Outro ponto é que, sim, a Naughty Dog precisa de um jogo online para gerar receita recorrente, ajudando a custear as ambições gigantescas do estúdio, porém, o caminho não é obrigar desenvolvedores sem experiência a construírem um projeto que eles não querem. Isso é a receita pra dar merda vide Marvel’s Avengers e Babylon’s Fall.
A companhia começou a trilhar um caminho que é sim necessário para garantir o futuro da marca, mas não soube comunicar isso com seus consumidores e tampouco estruturar o plano da melhor forma possível. É uma falha e que precisa ser corrigida antes que seja tarde demais.
Como contraste, temos Helldivers 2. O primeiro jogo foi muito elogiado em sua época e tem uma base de fãs até hoje. O estúdio sabe o que faz, a precificação do game está justa e ele recebeu incrementos absurdos em relação ao anterior. Esse é o caminho! Uma iniciativa mais orgânica e que mantém a visão artística dos desenvolvedores que querem, de fato, arriscar nesse modelo de negócios. Não é mais um jogo sem alma projetado simplesmente com o intuito de gerar lucro.

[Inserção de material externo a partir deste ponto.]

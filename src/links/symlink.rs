//! Symlink entity: create, delete, and inspect one managed link.
use std::io;
use std::path::{Path, PathBuf};

use super::paths::{canonical_parent_join, relative_path, same_file};
use crate::error::LinkError;

/// One symlink managed by the dotfiles repository.
#[derive(Debug, Clone, PartialEq, Eq)]
pub struct Symlink {
    /// Absolute location of the symlink itself.
    pub link_path: PathBuf,
    /// Absolute path the symlink should resolve to.
    pub target_path: PathBuf,
}

/// Result of a successful [`Symlink::create`].
#[derive(Debug, Clone, Copy, PartialEq, Eq)]
pub enum LinkChange {
    /// The filesystem was modified.
    Applied,
    /// The link already matched; nothing was done.
    AlreadyCorrect,
}

/// Observed state of a symlink, computed without touching the filesystem.
///
/// # Examples
///
/// ```
/// use dotfiles_link::links::LinkState;
///
/// assert_ne!(LinkState::Missing, LinkState::Linked);
/// ```
#[derive(Debug, Clone, Copy, PartialEq, Eq)]
pub enum LinkState {
    /// Nothing exists at the link path.
    Missing,
    /// A symlink resolving to the target already exists.
    Linked,
    /// Some other entry occupies the link path.
    Conflict,
    /// The declared target does not exist.
    TargetMissing,
}

impl Symlink {
    /// Create a new symlink entity.
    #[must_use]
    pub const fn new(link_path: PathBuf, target_path: PathBuf) -> Self {
        Self {
            link_path,
            target_path,
        }
    }

    /// Create the symlink on disk.
    ///
    /// Missing parent directories are created.  The link stores a path
    /// relative to its parent directory so the repository can move without
    /// breaking it.  An existing symlink that already resolves to the target
    /// is left alone.
    ///
    /// # Errors
    ///
    /// - [`LinkError::TargetNotFound`] if the target does not exist.
    /// - [`LinkError::SymlinkExists`] if something else occupies the link path.
    /// - [`LinkError::Io`] for any other filesystem failure.
    pub fn create(&self) -> Result<LinkChange, LinkError> {
        if !self.target_path.exists() {
            return Err(LinkError::TargetNotFound {
                target: self.target_path.clone(),
            });
        }

        let parent = self.parent()?;
        std::fs::create_dir_all(parent)
            .map_err(|e| LinkError::io("create directory", parent, e))?;

        let relative = self.relative_target(parent)?;
        match create_symlink(&relative, &self.link_path, self.target_path.is_dir()) {
            Ok(()) => Ok(LinkChange::Applied),
            Err(e) if e.kind() == io::ErrorKind::AlreadyExists => {
                if self.points_at_target() {
                    Ok(LinkChange::AlreadyCorrect)
                } else {
                    Err(LinkError::SymlinkExists {
                        link: self.link_path.clone(),
                    })
                }
            }
            Err(e) => Err(LinkError::io("create symlink", &self.link_path, e)),
        }
    }

    /// Remove the symlink, then prune parent directories that became empty.
    ///
    /// Pruning walks upward and stops at `boundary` (never removed), at any
    /// directory outside it, or at the first directory that cannot be removed
    /// (usually because it is not empty).
    ///
    /// # Errors
    ///
    /// Returns [`LinkError::Io`] if the link does not exist, is not a
    /// symlink, or cannot be removed.
    pub fn delete(&self, boundary: &Path) -> Result<(), LinkError> {
        remove_symlink(&self.link_path).map_err(|e| LinkError::io("remove", &self.link_path, e))?;
        prune_empty_parents(&self.link_path, boundary);
        Ok(())
    }

    /// Inspect the link path without modifying anything.
    #[must_use]
    pub fn state(&self) -> LinkState {
        if !self.target_path.exists() {
            return LinkState::TargetMissing;
        }
        match self.link_path.symlink_metadata() {
            Err(_) => LinkState::Missing,
            Ok(_) if self.points_at_target() => LinkState::Linked,
            Ok(_) => LinkState::Conflict,
        }
    }

    fn parent(&self) -> Result<&Path, LinkError> {
        self.link_path.parent().ok_or_else(|| {
            LinkError::io(
                "resolve parent of",
                &self.link_path,
                io::Error::new(io::ErrorKind::InvalidInput, "link path has no parent"),
            )
        })
    }

    /// Path from the (canonical) link directory to the target.
    fn relative_target(&self, parent: &Path) -> Result<PathBuf, LinkError> {
        let from = dunce::canonicalize(parent).map_err(|e| LinkError::io("resolve", parent, e))?;
        let to = canonical_parent_join(&self.target_path)
            .map_err(|e| LinkError::io("resolve", &self.target_path, e))?;
        Ok(relative_path(&from, &to))
    }

    /// Whether the link path is a symlink resolving to the target file.
    fn points_at_target(&self) -> bool {
        self.link_path
            .symlink_metadata()
            .is_ok_and(|m| m.file_type().is_symlink())
            && same_file(&self.link_path, &self.target_path)
    }
}

/// Remove empty ancestors of `path` up to, but excluding, `boundary`.
fn prune_empty_parents(path: &Path, boundary: &Path) {
    let mut dir = path.parent();
    while let Some(current) = dir {
        if current == boundary || !current.starts_with(boundary) {
            break;
        }
        if std::fs::remove_dir(current).is_err() {
            break;
        }
        dir = current.parent();
    }
}

/// Create a symlink at `link` whose stored destination is `dest`.
fn create_symlink(dest: &Path, link: &Path, dest_is_dir: bool) -> io::Result<()> {
    #[cfg(unix)]
    {
        let _ = dest_is_dir;
        std::os::unix::fs::symlink(dest, link)
    }

    #[cfg(windows)]
    {
        if dest_is_dir {
            std::os::windows::fs::symlink_dir(dest, link)
        } else {
            std::os::windows::fs::symlink_file(dest, link)
        }
    }
}

/// Remove the symlink at `path`, refusing to touch anything that is not one.
///
/// On Windows, directory symlinks must be removed with `remove_dir`.
fn remove_symlink(path: &Path) -> io::Result<()> {
    let meta = std::fs::symlink_metadata(path)?;
    if !meta.file_type().is_symlink() {
        return Err(io::Error::new(io::ErrorKind::InvalidInput, "not a symlink"));
    }
    if is_dir_like(&meta) {
        std::fs::remove_dir(path)
    } else {
        std::fs::remove_file(path)
    }
}

/// Check if metadata represents a directory-like entry.
///
/// On Windows, `symlink_metadata().is_dir()` returns `false` for directory
/// symlinks, so the raw `FILE_ATTRIBUTE_DIRECTORY` bit is checked instead.
fn is_dir_like(meta: &std::fs::Metadata) -> bool {
    #[cfg(windows)]
    {
        use std::os::windows::fs::MetadataExt;
        meta.file_attributes() & 0x10 != 0 // FILE_ATTRIBUTE_DIRECTORY
    }
    #[cfg(not(windows))]
    {
        meta.is_dir()
    }
}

Uma mensagem pessoal para os fãs de longa data
Se você leu até, aqui, parabéns. O texto ficou bem maior do que eu imaginava. Eu sou um consumidor da PlayStation desde o PSX, obtido por meu irmão lá no começo dos anos 2000. Sim, já são 2 décadas consumindo a marca e me emocionando com suas histórias.
Eu entendo e sou como você: eu também prefiro os jogos narrativos. Pra mim, o ápice do storytelling nos games é God of War 3. Não existe nada até hoje no meio que se aproxime, PRA MIM, da jornada emotiva de Kratos em busca de vingança. Eu sei que você pode não ter interesse em jogos multiplayer, que está cansado do template de 3 ou 4 malucos atirando em alguma coisa.
Mas não podemos ser egoístas. Uma empresa não existe somente para atender nossos desejos, apesar de que é excelente ver um jogo dos sonhos ganhando forma (God of War Remake, por favor!). Tenho uma relação de certa forma emotiva com a PlayStation. Durante os piores momentos da minha vida, tinha um console da marca e alguma história marcante para ser experimentada. Muito mais do que uma fuga, as histórias esculpidas pelos estúdios muitas vezes também foram cura.
É por isso que eu torço para que os GaaS deem certo e que reconheço a importância deles. Eu quero que a marca dure, quero poder jogar a próxima história ou o próximo shooter online da empresa com meus filhos. É uma parte importante de mim. Por isso, fica o pedido: mantenha a mente aberta. Claro que não é pra aceitar tudo, não vejo a menor chance desse Fairgame$ vingar por exemplo, mas não limite seus gostos à um único molde. Nos vemos por aí!